--- Records provided ---

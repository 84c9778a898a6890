// Demo content for the local store, so demo mode starts with a conversation.

use chrono::{DateTime, Duration, Utc};

use crate::{
    db::{
        models::{File, Profile},
        Database,
    },
    error::Result,
};

pub const DEMO_FILE_ID: &str = "demo-file";

fn profiles() -> Vec<Profile> {
    [
        ("demo-ana", "ana", Some("https://api.dicebear.com/7.x/thumbs/svg?seed=ana")),
        ("demo-bruno", "bruno", None),
        ("demo-carla", "carla", None),
    ]
    .into_iter()
    .map(|(id, username, avatar)| Profile {
        id: id.to_string(),
        username: username.to_string(),
        avatar_url: avatar.map(str::to_string),
    })
    .collect()
}

/// (id, author, parent, content, minutes ago, pinned)
type SeedComment = (
    &'static str,
    &'static str,
    Option<&'static str>,
    &'static str,
    i64,
    bool,
);

const COMMENTS: &[SeedComment] = &[
    ("demo-c1", "demo-ana", None, "Chapter 3 summary is up, corrections welcome.", 300, true),
    ("demo-c2", "demo-bruno", None, "Does this cover the second assessment too?", 120, false),
    ("demo-c3", "demo-carla", Some("demo-c2"), "Only topics 1 to 4.", 90, false),
    ("demo-c4", "demo-bruno", Some("demo-c3"), "Thanks!", 60, false),
];

/// Inserts demo profiles, a file and a short thread. Does nothing when the
/// store already holds comments.
pub async fn seed_demo(db: &Database) -> Result<()> {
    let existing = sqlx::query_scalar::<_, i64>("SELECT COUNT(*) FROM comments")
        .fetch_one(&db.pool)
        .await?;
    if existing > 0 {
        tracing::debug!("Local store already has comments, skipping demo seed");
        return Ok(());
    }

    let now = Utc::now();
    let mut tx = db.pool.begin().await?;

    for profile in profiles() {
        sqlx::query("INSERT OR IGNORE INTO profiles (id, username, avatar_url) VALUES (?, ?, ?)")
            .bind(&profile.id)
            .bind(&profile.username)
            .bind(&profile.avatar_url)
            .execute(&mut *tx)
            .await?;
    }

    let file = File {
        id: DEMO_FILE_ID.to_string(),
        user_id: "demo-ana".to_string(),
        title: "Organic Chemistry - Chapter 3".to_string(),
        created_at: now - Duration::days(1),
    };
    sqlx::query("INSERT OR IGNORE INTO files (id, user_id, title, created_at) VALUES (?, ?, ?, ?)")
        .bind(&file.id)
        .bind(&file.user_id)
        .bind(&file.title)
        .bind(file.created_at.to_rfc3339())
        .execute(&mut *tx)
        .await?;

    for &(id, author, parent, content, minutes_ago, pinned) in COMMENTS {
        let created_at: DateTime<Utc> = now - Duration::minutes(minutes_ago);
        sqlx::query(
            "INSERT INTO comments (id, file_id, user_id, content, parent_id, created_at, likes_count, is_deleted, is_pinned) VALUES (?, ?, ?, ?, ?, ?, 0, 0, ?)",
        )
        .bind(id)
        .bind(&file.id)
        .bind(author)
        .bind(content)
        .bind(parent)
        .bind(created_at.to_rfc3339())
        .bind(pinned)
        .execute(&mut *tx)
        .await?;
    }

    sqlx::query("INSERT INTO comment_likes (user_id, comment_id, created_at) VALUES (?, ?, ?)")
        .bind("demo-bruno")
        .bind("demo-c1")
        .bind(now.to_rfc3339())
        .execute(&mut *tx)
        .await?;
    sqlx::query("UPDATE comments SET likes_count = likes_count + 1 WHERE id = ?")
        .bind("demo-c1")
        .execute(&mut *tx)
        .await?;

    tx.commit().await?;

    tracing::info!(file_id = DEMO_FILE_ID, comments = COMMENTS.len(), "Seeded demo data");
    Ok(())
}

---

What to do
The expected result is every line from the material above that includes "sqlx".

Answer
    let existing = sqlx::query_scalar::<_, i64>("SELECT COUNT(*) FROM comments")
        sqlx::query("INSERT OR IGNORE INTO profiles (id, username, avatar_url) VALUES (?, ?, ?)")
    sqlx::query("INSERT OR IGNORE INTO files (id, user_id, title, created_at) VALUES (?, ?, ?, ?)")
        sqlx::query(
    sqlx::query("INSERT INTO comment_likes (user_id, comment_id, created_at) VALUES (?, ?, ?)")
    sqlx::query("UPDATE comments SET likes_count = likes_count + 1 WHERE id = ?")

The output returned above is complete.